_AIM OF THE TASK_
Using the listing below, report all lines holding the word "POST".

_RECORD SET_

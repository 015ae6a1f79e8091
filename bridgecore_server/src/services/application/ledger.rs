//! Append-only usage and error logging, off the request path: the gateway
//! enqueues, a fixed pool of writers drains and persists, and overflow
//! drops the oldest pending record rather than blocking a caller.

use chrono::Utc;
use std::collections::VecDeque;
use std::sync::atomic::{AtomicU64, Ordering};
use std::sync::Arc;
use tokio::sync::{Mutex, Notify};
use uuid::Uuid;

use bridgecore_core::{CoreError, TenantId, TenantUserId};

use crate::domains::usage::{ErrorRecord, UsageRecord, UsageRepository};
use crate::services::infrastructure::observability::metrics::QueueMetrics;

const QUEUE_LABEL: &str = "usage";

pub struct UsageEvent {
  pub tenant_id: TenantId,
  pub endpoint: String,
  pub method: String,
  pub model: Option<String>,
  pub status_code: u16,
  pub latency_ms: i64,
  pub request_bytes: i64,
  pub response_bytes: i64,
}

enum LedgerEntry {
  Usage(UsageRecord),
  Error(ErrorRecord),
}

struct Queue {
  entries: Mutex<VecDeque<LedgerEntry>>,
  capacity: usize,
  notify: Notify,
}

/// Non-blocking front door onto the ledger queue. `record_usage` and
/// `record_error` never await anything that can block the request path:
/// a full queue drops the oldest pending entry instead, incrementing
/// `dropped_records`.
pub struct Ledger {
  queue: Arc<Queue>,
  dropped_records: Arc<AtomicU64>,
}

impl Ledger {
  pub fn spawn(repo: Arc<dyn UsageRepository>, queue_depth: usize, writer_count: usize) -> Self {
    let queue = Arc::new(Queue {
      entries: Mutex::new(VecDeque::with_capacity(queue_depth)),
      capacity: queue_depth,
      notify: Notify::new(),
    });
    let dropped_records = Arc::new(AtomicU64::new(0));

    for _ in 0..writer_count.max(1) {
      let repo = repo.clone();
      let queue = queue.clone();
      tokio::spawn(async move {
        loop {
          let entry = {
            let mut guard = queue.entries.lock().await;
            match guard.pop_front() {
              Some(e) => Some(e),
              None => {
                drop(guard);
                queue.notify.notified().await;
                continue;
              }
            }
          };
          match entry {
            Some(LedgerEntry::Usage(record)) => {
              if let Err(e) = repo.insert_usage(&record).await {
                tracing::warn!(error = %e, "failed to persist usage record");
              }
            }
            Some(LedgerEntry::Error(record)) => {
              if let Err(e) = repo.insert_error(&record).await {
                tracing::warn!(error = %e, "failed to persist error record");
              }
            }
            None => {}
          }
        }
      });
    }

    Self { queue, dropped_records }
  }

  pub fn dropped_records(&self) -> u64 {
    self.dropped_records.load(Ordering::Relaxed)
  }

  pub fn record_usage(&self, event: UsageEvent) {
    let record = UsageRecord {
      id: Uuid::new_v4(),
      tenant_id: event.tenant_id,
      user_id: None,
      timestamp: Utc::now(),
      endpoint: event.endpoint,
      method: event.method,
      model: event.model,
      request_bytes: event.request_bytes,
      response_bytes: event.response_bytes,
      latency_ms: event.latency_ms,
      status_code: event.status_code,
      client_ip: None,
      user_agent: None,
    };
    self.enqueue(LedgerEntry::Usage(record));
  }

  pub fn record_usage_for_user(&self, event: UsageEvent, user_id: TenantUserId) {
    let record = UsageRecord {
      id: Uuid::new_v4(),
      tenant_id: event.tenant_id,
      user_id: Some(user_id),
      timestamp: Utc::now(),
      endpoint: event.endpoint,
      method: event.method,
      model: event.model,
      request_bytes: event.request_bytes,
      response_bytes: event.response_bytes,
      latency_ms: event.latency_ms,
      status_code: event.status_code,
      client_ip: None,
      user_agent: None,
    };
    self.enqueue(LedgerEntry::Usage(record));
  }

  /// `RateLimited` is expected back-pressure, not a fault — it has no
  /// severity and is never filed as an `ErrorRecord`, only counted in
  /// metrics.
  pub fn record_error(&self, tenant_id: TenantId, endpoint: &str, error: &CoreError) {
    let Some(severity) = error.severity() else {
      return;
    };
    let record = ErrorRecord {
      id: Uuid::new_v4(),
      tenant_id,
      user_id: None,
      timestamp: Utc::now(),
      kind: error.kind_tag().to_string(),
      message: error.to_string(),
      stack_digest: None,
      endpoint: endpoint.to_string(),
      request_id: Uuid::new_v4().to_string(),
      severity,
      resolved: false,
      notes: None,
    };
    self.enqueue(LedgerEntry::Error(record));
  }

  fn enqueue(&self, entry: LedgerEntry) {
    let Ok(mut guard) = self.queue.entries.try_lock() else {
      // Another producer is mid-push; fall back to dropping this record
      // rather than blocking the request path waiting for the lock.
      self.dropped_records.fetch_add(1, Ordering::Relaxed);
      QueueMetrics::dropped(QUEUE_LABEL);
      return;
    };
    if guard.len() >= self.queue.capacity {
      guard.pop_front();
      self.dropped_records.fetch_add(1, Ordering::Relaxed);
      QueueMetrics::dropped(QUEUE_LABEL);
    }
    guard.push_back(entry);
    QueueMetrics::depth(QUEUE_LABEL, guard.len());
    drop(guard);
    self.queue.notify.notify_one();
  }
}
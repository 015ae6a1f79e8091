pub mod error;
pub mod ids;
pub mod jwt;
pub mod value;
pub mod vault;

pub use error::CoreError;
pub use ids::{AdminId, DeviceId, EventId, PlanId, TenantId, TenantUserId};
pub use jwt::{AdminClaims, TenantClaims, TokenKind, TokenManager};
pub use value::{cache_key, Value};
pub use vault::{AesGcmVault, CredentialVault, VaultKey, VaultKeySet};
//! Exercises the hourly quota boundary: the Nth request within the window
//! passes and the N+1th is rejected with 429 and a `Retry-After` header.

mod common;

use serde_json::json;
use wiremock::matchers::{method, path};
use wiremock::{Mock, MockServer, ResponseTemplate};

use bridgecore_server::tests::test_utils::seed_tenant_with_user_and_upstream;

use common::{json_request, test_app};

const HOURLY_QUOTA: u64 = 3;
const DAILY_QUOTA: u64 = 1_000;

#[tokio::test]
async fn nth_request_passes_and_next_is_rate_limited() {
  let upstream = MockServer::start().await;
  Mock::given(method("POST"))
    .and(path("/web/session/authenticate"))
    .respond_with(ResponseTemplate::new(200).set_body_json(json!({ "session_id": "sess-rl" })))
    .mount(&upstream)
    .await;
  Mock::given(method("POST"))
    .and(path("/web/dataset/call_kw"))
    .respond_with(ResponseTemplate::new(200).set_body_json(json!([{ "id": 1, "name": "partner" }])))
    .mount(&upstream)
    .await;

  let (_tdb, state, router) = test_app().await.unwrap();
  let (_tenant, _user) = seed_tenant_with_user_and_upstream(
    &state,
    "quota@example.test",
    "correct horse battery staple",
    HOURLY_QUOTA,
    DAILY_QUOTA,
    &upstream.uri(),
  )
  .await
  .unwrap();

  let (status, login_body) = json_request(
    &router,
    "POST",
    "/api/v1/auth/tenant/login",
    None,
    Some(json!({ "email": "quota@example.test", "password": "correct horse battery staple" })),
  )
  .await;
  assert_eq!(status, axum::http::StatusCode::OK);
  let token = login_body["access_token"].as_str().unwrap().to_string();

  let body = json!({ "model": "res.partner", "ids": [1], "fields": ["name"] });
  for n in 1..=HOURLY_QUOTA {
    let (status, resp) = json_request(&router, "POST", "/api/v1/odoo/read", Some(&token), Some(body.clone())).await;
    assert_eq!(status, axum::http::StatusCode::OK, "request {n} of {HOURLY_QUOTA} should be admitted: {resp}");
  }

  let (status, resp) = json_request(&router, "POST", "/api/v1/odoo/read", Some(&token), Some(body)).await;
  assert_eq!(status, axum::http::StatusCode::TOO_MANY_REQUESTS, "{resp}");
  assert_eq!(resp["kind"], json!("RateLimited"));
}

_TASK ANSWER_
  Mock::given(method("POST"))
  Mock::given(method("POST"))
    "POST",
    let (status, resp) = json_request(&router, "POST", "/api/v1/odoo/read", Some(&token), Some(body.clone())).await;
  let (status, resp) = json_request(&router, "POST", "/api/v1/odoo/read", Some(&token), Some(body)).await;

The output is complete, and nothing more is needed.